The early stages
Initiated by Pakuranga Rotary Group in 89/90, a prototype Plant Growing Unit (shadehouse) was designed that became the base of the programme. With several very keen gardeners in the club, they created the team that developed the Trees for Survival programme in New Zealand. The first plant growing unit was installed at the Pakuranga Intermediate School in 1991.
Auckland City Council soon became interested and assisted with planning the location of the first native tree crop. Our partnership with Auckland Council has been a cornerstone of the Trees for Survival Programme.
Pakuranga College and St Kentigens were the second and third Trees for Survival Schools, with the opening of their planting units attended by Presidents of Rotary International who were visiting New Zealand. Thirty years on, both of these schools are still active Trees for Survival schools.
As well as environmental restoration, beneficial teaching and learning outcomes developed from the Trees for Survival programme. School students developed horticultural skills together with an appreciation of native trees, their role in maintaining healthy environments and the balance which trees bring to the natural habitat.
Parents and the wider community welcomed the opportunity to become involved as volunteers, by helping students and their teachers to grow plants or assisting on planting days. There is also support from local Councils, local businesses and community groups as well as the landowners whose land is improved by the planting programme.
Trees for Survival is a genuine community partnership.
Growth and branching out
By 2002, with 100 schools participating, approximately 350,000 trees had been grown and planted by school students and their helpers. The value of the programme was established in the community and the environmental impact clearly demonstrated. Funding for the programme came from community groups, especially Rotary Clubs, local businesses or schools themselves.
By 2010, students celebrated the achievement of a remarkable milestone by planting the one millionth tree within the programme.
Over the last 30 years, more than 60,000 children have been involved in producing and planting more than two million trees. Many donor organisations have helped to build the success we enjoy today and we are extremely grateful for their generosity and involvement in the Trees for Survival programme.
Trees for Survival is unique to other programmes because it teaches students the whole planting process - from seedlings to potting out to planting - all made possible by our amazing partners.
Thank you on behalf of those 150,00 children and those who have benefited from stabilised land, clean water and a greener New Zealand.
We are moving to grow this number, so get in touch!
In the Rotary Year 89/90, I had the privilege of being the District Governor for Auckland and the Pacific Islands and during this time I had the opportunity to see many different Rotary Projects. On a visit to Australia, I was made aware of a Rotary programme involved in growing trees from seedlings in plant growing units with school children.
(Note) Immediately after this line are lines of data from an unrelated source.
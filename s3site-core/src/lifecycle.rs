//! Bucket lifecycle: verify, list, empty, delete, create, configure, and the
//! composites (`destroy`, `create`, `deploy`) built from them.
//!
//! # Responsibilities
//! - Owns the canonical bucket name, computed once from the config.
//! - Runs composite steps strictly in sequence; the first failure aborts the rest
//!   and is returned as-is. Nothing is rolled back.
//! - Treats a missing bucket as an expected outcome of existence checks, so that
//!   destroying a bucket that does not exist succeeds.
//! - Waits for bucket creation/deletion to become visible according to the
//!   configured [`ConsistencyPolicy`](crate::consistency::ConsistencyPolicy).
//! - Races every remote call against a cancellation token.
//!
//! The remote service is the only source of truth: nothing about the bucket is
//! cached between calls.

use std::future::Future;
use std::time::Duration;

use tokio_util::sync::CancellationToken;
use tracing::{debug, error, info, warn};

use crate::config::DeployConfig;
use crate::contract::{BucketStore, ObjectMetadata, WebsiteConfig};
use crate::deploy::{DeployPhase, DeployReport};
use crate::error::{DeployError, Existence};
use crate::naming;
use crate::upload::{self, DirectoryUploader, UploadReport};

/// Largest key count a single bulk delete accepts.
pub const MAX_DELETE_BATCH: usize = 1000;

/// Resolve `fut`, or fail with [`DeployError::Cancelled`] once `token` fires.
pub(crate) async fn cancellable<T, F>(token: &CancellationToken, fut: F) -> Result<T, DeployError>
where
    F: Future<Output = Result<T, DeployError>>,
{
    tokio::select! {
        biased;
        () = token.cancelled() => Err(DeployError::Cancelled),
        res = fut => res,
    }
}

/// Drives one bucket through its lifecycle against a [`BucketStore`].
pub struct BucketController<S> {
    store: S,
    config: DeployConfig,
    bucket: String,
    cancel: CancellationToken,
}

impl<S> BucketController<S>
where
    S: BucketStore,
{
    pub fn new(store: S, config: DeployConfig) -> Result<Self, DeployError> {
        config.validate()?;
        let bucket = config.bucket_name();
        info!(bucket = %bucket, "Bucket controller initialised");
        Ok(Self {
            store,
            config,
            bucket,
            cancel: CancellationToken::new(),
        })
    }

    /// Use an externally owned token, e.g. one tied to a shutdown signal.
    pub fn with_cancellation(mut self, token: CancellationToken) -> Self {
        self.cancel = token;
        self
    }

    pub fn bucket_name(&self) -> &str {
        &self.bucket
    }

    pub fn config(&self) -> &DeployConfig {
        &self.config
    }

    pub fn store(&self) -> &S {
        &self.store
    }

    pub fn cancellation_token(&self) -> CancellationToken {
        self.cancel.clone()
    }

    pub fn website_url(&self) -> String {
        naming::website_url(&self.bucket, &self.config.region)
    }

    pub async fn verify_existence(&self) -> Result<Existence, DeployError> {
        let probe = async {
            match self.store.head_bucket(&self.bucket).await {
                Ok(()) => Ok(Existence::Exists),
                Err(err) => match DeployError::store("head_bucket", &self.bucket, err) {
                    DeployError::NotFound { .. } => Ok(Existence::NotFound),
                    other => Err(other),
                },
            }
        };
        let existence = cancellable(&self.cancel, probe).await?;
        debug!(bucket = %self.bucket, %existence, "Verified bucket existence");
        Ok(existence)
    }

    /// All objects in the bucket, following continuation tokens to the end.
    pub async fn list_contents(&self) -> Result<Vec<ObjectMetadata>, DeployError> {
        let mut contents = Vec::new();
        let mut token: Option<String> = None;
        loop {
            let page = cancellable(&self.cancel, async {
                self.store
                    .list_objects(&self.bucket, token.take())
                    .await
                    .map_err(|e| DeployError::store("list_objects", &self.bucket, e))
            })
            .await?;
            contents.extend(page.objects);
            match page.next_continuation_token {
                Some(next) => token = Some(next),
                None => break,
            }
        }
        info!(bucket = %self.bucket, count = contents.len(), "Listed bucket contents");
        Ok(contents)
    }

    /// Bulk-delete `contents`; no request at all when it is empty.
    pub async fn remove_contents(&self, contents: &[ObjectMetadata]) -> Result<(), DeployError> {
        if contents.is_empty() {
            debug!(bucket = %self.bucket, "Bucket already empty, nothing to remove");
            return Ok(());
        }
        for batch in contents.chunks(MAX_DELETE_BATCH) {
            let keys: Vec<String> = batch.iter().map(|object| object.key.clone()).collect();
            let count = keys.len();
            cancellable(&self.cancel, async {
                self.store
                    .delete_objects(&self.bucket, keys)
                    .await
                    .map_err(|e| DeployError::store("delete_objects", &self.bucket, e))
            })
            .await?;
            debug!(bucket = %self.bucket, count, "Deleted batch of objects");
        }
        info!(bucket = %self.bucket, count = contents.len(), "Removed bucket contents");
        Ok(())
    }

    pub async fn remove_bucket(&self) -> Result<(), DeployError> {
        cancellable(&self.cancel, async {
            self.store
                .delete_bucket(&self.bucket)
                .await
                .map_err(|e| DeployError::store("delete_bucket", &self.bucket, e))
        })
        .await?;
        info!(bucket = %self.bucket, "Deleted bucket");
        Ok(())
    }

    /// Full teardown. A bucket that does not exist is already destroyed.
    pub async fn destroy(&self) -> Result<(), DeployError> {
        if self.verify_existence().await? == Existence::NotFound {
            info!(bucket = %self.bucket, "Bucket does not exist, nothing to destroy");
            return Ok(());
        }
        match self.teardown().await {
            Err(DeployError::NotFound { .. }) => {
                info!(bucket = %self.bucket, "Bucket vanished during destroy");
                Ok(())
            }
            Err(e) => Err(e),
            Ok(()) => {
                info!(bucket = %self.bucket, "Destroyed bucket");
                Ok(())
            }
        }
    }

    async fn teardown(&self) -> Result<(), DeployError> {
        let contents = self.list_contents().await?;
        self.remove_contents(&contents).await?;
        self.remove_bucket().await?;
        self.await_existence(Existence::NotFound).await
    }

    pub async fn create_bucket(&self) -> Result<(), DeployError> {
        cancellable(&self.cancel, async {
            self.store
                .create_bucket(&self.bucket)
                .await
                .map_err(|e| DeployError::store("create_bucket", &self.bucket, e))
        })
        .await?;
        info!(bucket = %self.bucket, region = %self.config.region, "Created bucket");
        Ok(())
    }

    pub async fn make_website(&self) -> Result<(), DeployError> {
        let website = WebsiteConfig {
            index_document: self.config.index_document.clone(),
            error_document: self.config.error_document.clone(),
        };
        cancellable(&self.cancel, async {
            self.store
                .put_bucket_website(&self.bucket, website)
                .await
                .map_err(|e| DeployError::store("put_bucket_website", &self.bucket, e))
        })
        .await?;
        info!(
            bucket = %self.bucket,
            index_document = %self.config.index_document,
            "Configured website hosting"
        );
        Ok(())
    }

    /// Allow public policies on the bucket, then grant anonymous read on all objects.
    pub async fn make_public(&self) -> Result<(), DeployError> {
        let policy = naming::public_read_policy(&self.bucket).to_string();
        cancellable(&self.cancel, async {
            self.store
                .remove_public_access_block(&self.bucket)
                .await
                .map_err(|e| DeployError::store("remove_public_access_block", &self.bucket, e))?;
            self.store
                .put_bucket_policy(&self.bucket, policy)
                .await
                .map_err(|e| DeployError::store("put_bucket_policy", &self.bucket, e))
        })
        .await?;
        info!(bucket = %self.bucket, "Installed public read policy");
        Ok(())
    }

    pub async fn create(&self) -> Result<(), DeployError> {
        self.create_bucket().await?;
        self.await_existence(Existence::Exists).await?;
        self.make_website().await?;
        self.make_public().await?;
        Ok(())
    }

    pub async fn upload(&self) -> Result<UploadReport, DeployError> {
        DirectoryUploader::new(&self.store, &self.config, &self.bucket, &self.cancel)?
            .upload()
            .await
    }

    /// `destroy` → `create` → `upload`, bounded by the configured timeout.
    pub async fn deploy(&self) -> Result<DeployReport, DeployError> {
        let run = self.run_deploy();
        match self.config.timeout() {
            Some(limit) => {
                tokio::select! {
                    res = run => res,
                    () = tokio::time::sleep(limit) => {
                        self.cancel.cancel();
                        error!(
                            bucket = %self.bucket,
                            ?limit,
                            "Deploy timed out, cancelled in-flight requests"
                        );
                        Err(DeployError::TimedOut(limit))
                    }
                }
            }
            None => run.await,
        }
    }

    async fn run_deploy(&self) -> Result<DeployReport, DeployError> {
        info!(bucket = %self.bucket, "Starting deploy");
        // a bad source must fail before the live bucket is touched
        let source = async { upload::ensure_source_dir(self.config.source_dir()?).await };
        if let Err(e) = source.await {
            return Err(self.abort(DeployPhase::Idle, e));
        }

        let mut phase = self.enter(DeployPhase::Idle, DeployPhase::Destroying);
        if let Err(e) = self.destroy().await {
            return Err(self.abort(phase, e));
        }

        phase = self.enter(phase, DeployPhase::Creating);
        if let Err(e) = self.create().await {
            return Err(self.abort(phase, e));
        }

        phase = self.enter(phase, DeployPhase::Uploading);
        let upload = match self.upload().await {
            Ok(report) => report,
            Err(e) => return Err(self.abort(phase, e)),
        };

        phase = self.enter(phase, DeployPhase::Done);
        let report = DeployReport {
            bucket: self.bucket.clone(),
            website_url: self.website_url(),
            uploaded_keys: upload.keys,
            phase,
        };
        info!(
            bucket = %report.bucket,
            website_url = %report.website_url,
            uploaded = report.uploaded_keys.len(),
            "Deploy complete"
        );
        Ok(report)
    }

    fn enter(&self, from: DeployPhase, to: DeployPhase) -> DeployPhase {
        debug_assert_eq!(from.next(), Some(to), "illegal deploy transition");
        info!(bucket = %self.bucket, ?from, ?to, "Deploy phase transition");
        to
    }

    fn abort(&self, phase: DeployPhase, err: DeployError) -> DeployError {
        error!(
            bucket = %self.bucket,
            failed_in = ?phase,
            to = ?DeployPhase::Failed,
            error = %err,
            "Deploy aborted"
        );
        err
    }

    /// Poll the existence probe until it reports `expected`, backing off between probes.
    async fn await_existence(&self, expected: Existence) -> Result<(), DeployError> {
        let policy = self.config.consistency;
        if !policy.enabled {
            return Ok(());
        }
        let mut waited = Duration::ZERO;
        let mut delays = policy.delays();
        loop {
            if self.verify_existence().await? == expected {
                if !waited.is_zero() {
                    debug!(bucket = %self.bucket, %expected, ?waited, "Bucket state converged");
                }
                return Ok(());
            }
            let Some(delay) = delays.next() else {
                warn!(bucket = %self.bucket, %expected, ?waited, "Bucket state did not converge");
                return Err(DeployError::NotConverged {
                    bucket: self.bucket.clone(),
                    expected,
                    waited,
                });
            };
            cancellable(&self.cancel, async {
                tokio::time::sleep(delay).await;
                Ok(())
            })
            .await?;
            waited += delay;
        }
    }
}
This programme excited me as it involved our youth and the very essential need for trees and the greening of Mother Earth.
Back in our Rotary Club of Pakuranga, we had Peter Taylor (Trustee) who owned Rollformers N.Z. Limited. Peter designed a prototype Plant Growing Unit that became the base of our programme. We also had several very keen gardeners, and together we created the team that developed the Trees for Survival programme in New Zealand."